*** Begin section ***

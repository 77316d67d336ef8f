//! The concurrent, closure-based table: a table-wide `rehash_lock` shared
//! by every normal operation and held exclusively only during rehash,
//! plus one `RwSpinlock` per group guarding that group's control block
//! and slots. There are no iterators; every access to a stored element
//! happens inside a visitor closure invoked while the owning group's
//! lock is held.
//!
//! An array of independently-lockable buckets behind one structural
//! lock: "stop-the-world exclusive rehash, fine-grained per-group locks
//! for everything else" per the locking discipline below. Each element
//! lives at a flat `(group_index, slot_in_group)` pair over the same
//! group/probe machinery the single-threaded `Table` uses,
//! rather than a separate per-bucket allocation.
//!
//! Only one group lock is ever held at a time: marking a full group's
//! overflow bit for a fingerprint happens immediately, under that
//! group's own lock, as part of walking past it on the way to the next
//! candidate group — not retroactively once an insertion point is
//! found. So the "acquire two group locks in ascending order" rule
//! never applies to any operation on this surface (it only matters for
//! a two-key `insert_and_visit`-style helper, which isn't part of it).
//!
//! The concurrent surface takes `&P::Key` directly rather than the
//! single-threaded `Table`'s `Borrow<Q>`-generic lookup, trading a
//! little lookup flexibility for a much simpler set of closure
//! signatures here.

use std::cell::UnsafeCell;
use std::hash::{BuildHasher, Hash};
use std::sync::atomic::{AtomicUsize, Ordering};
//! The minimal allocator contract the core consumes. Real fancy-pointer /
//! stateful allocators are out of proportion to this crate's scope; the
//! trait exists so the table's storage management goes through one seam
//! instead of calling `std::alloc` directly, bundling `alloc_zeroed`/
//! `dealloc` calls around a single `Layout`.

use std::alloc::{self, Layout};
use std::ptr::NonNull;

/// A byte-level allocator. `construct`/`destroy` are left to the caller
/// (the table calls `ptr::write`/`ptr::drop_in_place` directly); this
/// trait only owns the raw memory.
///
/// # Safety
/// Implementors must behave like `std::alloc::GlobalAlloc`: `allocate`
/// returns either a null-free pointer to a live allocation of at least
/// `layout.size()` bytes aligned to `layout.align()`, or `None` on
/// failure; `deallocate` must be called with the same layout used to
/// allocate.
pub unsafe trait Allocator: Clone {
    fn allocate_zeroed(&self, layout: Layout) -> Option<NonNull<u8>>;
    /// # Safety
    /// `ptr` must have been returned by `allocate_zeroed` on an
    /// equal allocator instance with the same `layout`.
    unsafe fn deallocate(&self, ptr: NonNull<u8>, layout: Layout);
}

/// The process-wide global allocator, the only implementation this crate
/// ships. Zero-sized, always equal to any other `Global`.
#[derive(Clone, Copy, Debug, Default, PartialEq, Eq)]
pub struct Global;

unsafe impl Allocator for Global {
    #[inline]
    fn allocate_zeroed(&self, layout: Layout) -> Option<NonNull<u8>> {
        if layout.size() == 0 {
            return NonNull::new(layout.align() as *mut u8);
        }
        // SAFETY: layout is non-zero-sized, checked above.
        let ptr = unsafe { alloc::alloc_zeroed(layout) };
        NonNull::new(ptr)
    }

    #[inline]
    unsafe fn deallocate(&self, ptr: NonNull<u8>, layout: Layout) {
        if layout.size() == 0 {
            return;
        }
        // SAFETY: forwarded precondition from the trait's safety doc.
        unsafe { alloc::dealloc(ptr.as_ptr(), layout) };
    }
}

*** End section ***

▸ **Task prompt**
Nothing should be missing: every line above must be reproduced exactly.

▸ **Task result**
repository 77316d67d336ef8f
//! The concurrent, closure-based table: a table-wide `rehash_lock` shared
//! by every normal operation and held exclusively only during rehash,
//! plus one `RwSpinlock` per group guarding that group's control block
//! and slots. There are no iterators; every access to a stored element
//! happens inside a visitor closure invoked while the owning group's
//! lock is held.
//!
//! An array of independently-lockable buckets behind one structural
//! lock: "stop-the-world exclusive rehash, fine-grained per-group locks
//! for everything else" per the locking discipline below. Each element
//! lives at a flat `(group_index, slot_in_group)` pair over the same
//! group/probe machinery the single-threaded `Table` uses,
//! rather than a separate per-bucket allocation.
//!
//! Only one group lock is ever held at a time: marking a full group's
//! overflow bit for a fingerprint happens immediately, under that
//! group's own lock, as part of walking past it on the way to the next
//! candidate group — not retroactively once an insertion point is
//! found. So the "acquire two group locks in ascending order" rule
//! never applies to any operation on this surface (it only matters for
//! a two-key `insert_and_visit`-style helper, which isn't part of it).
//!
//! The concurrent surface takes `&P::Key` directly rather than the
//! single-threaded `Table`'s `Borrow<Q>`-generic lookup, trading a
//! little lookup flexibility for a much simpler set of closure
//! signatures here.

use std::cell::UnsafeCell;
use std::hash::{BuildHasher, Hash};
use std::sync::atomic::{AtomicUsize, Ordering};
//! The minimal allocator contract the core consumes. Real fancy-pointer /
//! stateful allocators are out of proportion to this crate's scope; the
//! trait exists so the table's storage management goes through one seam
//! instead of calling `std::alloc` directly, bundling `alloc_zeroed`/
//! `dealloc` calls around a single `Layout`.

use std::alloc::{self, Layout};
use std::ptr::NonNull;

/// A byte-level allocator. `construct`/`destroy` are left to the caller
/// (the table calls `ptr::write`/`ptr::drop_in_place` directly); this
/// trait only owns the raw memory.
///
/// # Safety
/// Implementors must behave like `std::alloc::GlobalAlloc`: `allocate`
/// returns either a null-free pointer to a live allocation of at least
/// `layout.size()` bytes aligned to `layout.align()`, or `None` on
/// failure; `deallocate` must be called with the same layout used to
/// allocate.
pub unsafe trait Allocator: Clone {
    fn allocate_zeroed(&self, layout: Layout) -> Option<NonNull<u8>>;
    /// # Safety
    /// `ptr` must have been returned by `allocate_zeroed` on an
    /// equal allocator instance with the same `layout`.
    unsafe fn deallocate(&self, ptr: NonNull<u8>, layout: Layout);
}

/// The process-wide global allocator, the only implementation this crate
/// ships. Zero-sized, always equal to any other `Global`.
#[derive(Clone, Copy, Debug, Default, PartialEq, Eq)]
pub struct Global;

unsafe impl Allocator for Global {
    #[inline]
    fn allocate_zeroed(&self, layout: Layout) -> Option<NonNull<u8>> {
        if layout.size() == 0 {
            return NonNull::new(layout.align() as *mut u8);
        }
        // SAFETY: layout is non-zero-sized, checked above.
        let ptr = unsafe { alloc::alloc_zeroed(layout) };
        NonNull::new(ptr)
    }

    #[inline]
    unsafe fn deallocate(&self, ptr: NonNull<u8>, layout: Layout) {
        if layout.size() == 0 {
            return;
        }
        // SAFETY: forwarded precondition from the trait's safety doc.
        unsafe { alloc::dealloc(ptr.as_ptr(), layout) };
    }
}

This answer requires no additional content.